Kendi etrafıma ördüğüm kozadan çıkmak ne kadar da zor. Çıkmalı mı? Burada içeride güvendeyken dışarısı bilinmezlik. Yıllarca uğraşarak ördüm ben bu kozayı etrafıma. Etrafımı bildim de ördüm. Sınırlarımı çizdim de ördüm. O zaman başım sonum belli, ruhum dümdüzdü.

Kendimi içeriden korumayı bilemediğimden, dışarıdan korumaya uğraştım. Korunmanın kapanmak olduğunu sandım. İyiye, kötüye kapıları kapattım. Herkesi dışarıda bıraktım.

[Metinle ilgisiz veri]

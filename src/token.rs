//! The closed set of token kinds produced by [`Tokenizer::read`][crate::Tokenizer::read].

/// Kind of the token currently positioned on by a [`Tokenizer`][crate::Tokenizer].
///
/// This is a closed set: readers that match on every variant do not need a
/// catch-all arm, and never will, because the grammar this tokenizer
/// enforces (RFC 8259 plus optional comments and trailing commas) has no
/// other kinds of lexical unit.
#[derive(Clone, Copy, Debug, Eq, PartialEq, Hash)]
pub enum TokenKind {
    /// The initial state, before any token has been read.
    Unknown,
    /// `{`
    ObjectStart,
    /// `}`
    ObjectEnd,
    /// `[`
    ArrayStart,
    /// `]`
    ArrayEnd,
    /// An object property name, spanning only the string's content (not the
    /// surrounding quotes).
    Property,
    /// A JSON string value, spanning only its content.
    String,
    /// A JSON number, spanning its full lexical form (sign, digits,
    /// fraction, exponent).
    Number,
    /// `true` or `false`.
    Boolean,
    /// `null`.
    Null,
    /// A `//` or `/* */` comment.
    ///
    /// Only ever produced when [`CommentHandling::Allow`][crate::CommentHandling::Allow]
    /// is configured; under `Skip` comments are consumed silently and under
    /// `Disallow` they are a lexical error.
    Comment,
}

impl TokenKind {
    /// Whether this kind is one of the scalar value kinds (string, number,
    /// boolean, null).
    ///
    /// Used by the comment-aware lookback in [`CommentHandling::Allow`][crate::CommentHandling::Allow]
    /// to decide what a comment is "standing in for".
    pub(crate) fn is_primitive_value(self) -> bool {
        matches!(
            self,
            TokenKind::String | TokenKind::Number | TokenKind::Boolean | TokenKind::Null
        )
    }

    /// A short, stable name for this kind, used in error messages.
    pub fn name(self) -> &'static str {
        match self {
            TokenKind::Unknown => "Unknown",
            TokenKind::ObjectStart => "ObjectStart",
            TokenKind::ObjectEnd => "ObjectEnd",
            TokenKind::ArrayStart => "ArrayStart",
            TokenKind::ArrayEnd => "ArrayEnd",
            TokenKind::Property => "Property",
            TokenKind::String => "String",
            TokenKind::Number => "Number",
            TokenKind::Boolean => "Boolean",
            TokenKind::Null => "Null",
            TokenKind::Comment => "Comment",
        }
    }
}

impl std::fmt::Display for TokenKind {
    fn fmt(&self, f: &mut std::fmt::Formatter<'_>) -> std::fmt::Result {
        f.write_str(self.name())
    }
}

Kozamın içinde öyle bir dünya kurdum ki, bir süre sonra içeriyle dışarıyı karıştırmaya başladım. Aradaki ağın beyazlığı gözümü aldı.

Sınır yoksa, dışarısı yok. Dışarısı yoksa içerisi yok. İkisinin de olmadığı bir yerdeydim. Neredeydim?

İnsan konumunu etrafına göre tayin eder. Ancak onları iyi bilirse tarif eder. Bakındım bilemedim. Her şey o kadar tarif dışı geldi ki kelimelere dökemedim.

Ağzımı açtım sesim çıkmıyor sandım. Oysa ses bir yere çarparsa sana gelirmiş. Duyacak kimse yoksa uçar gidermiş. Sesim nereye uçtu gitti hiç bilemedim.     

İşte o zaman sesimi kendimle birlikte kozamın içine sakladım.

Işığa küsmedim, o yüzden beyazı bürüdüm etrafıma. Gözeneklerden sızan hüzmelerle oynadım. Gölgem olsun diye içeriyi aydınlattım. Çünkü kendimi ancak gölgemde görebileceğimi anladım.

Gölge için insana üç şey lazım; aydınlık, karanlık ve duvar. Yerde, gökte fark etmez yeter ki içindeki karanlığın çarpıp duracağı bir zemin olsun.

Beğenmedim gölgemin şeklini. Dışarıdan görünen şeklim ile içeride hissettiğim tutmadı birbirini. O zaman birden kalabalıklaştı içerisi. Benzemiyorsak ayrıyız, ayrıysak kalabalığız.  Hiç sevmem kalabalığı.

Derlenmeli, toplanmalı bir olmalı. Kurtulamıyorsam içime katmalı. Onu da sarıp sarmalamalı.

Sağımda solumda kaşıntılar başladı. Gitme vakit geldi demek ki.

Kanatlarım büyüdü, içimdeki bütün renk, desen onlara aktı. Koza dar gelmeye başladı. Açılmalı bu kanatlar, güneşin ışığına dokunmalı. Gökyüzü; içeri mi, dışarı mı?

Önemli mi?

Gölgemin olmadığı diyarlara uçuyorum artık. Renkli kanatlarımdan ışık saçarak, alçalıyorum. İçinden çıktığım kozama bakıyorum, göremiyorum!

İçinde büyüdüğüm o dünya bir hayal miydi yoksa? Kim bilir, belki de dünyanın gölgesini koza belledim kendime.

Kanatlarım tüm gölgeleri savurdu, sonunda beni bana kavuşturdu.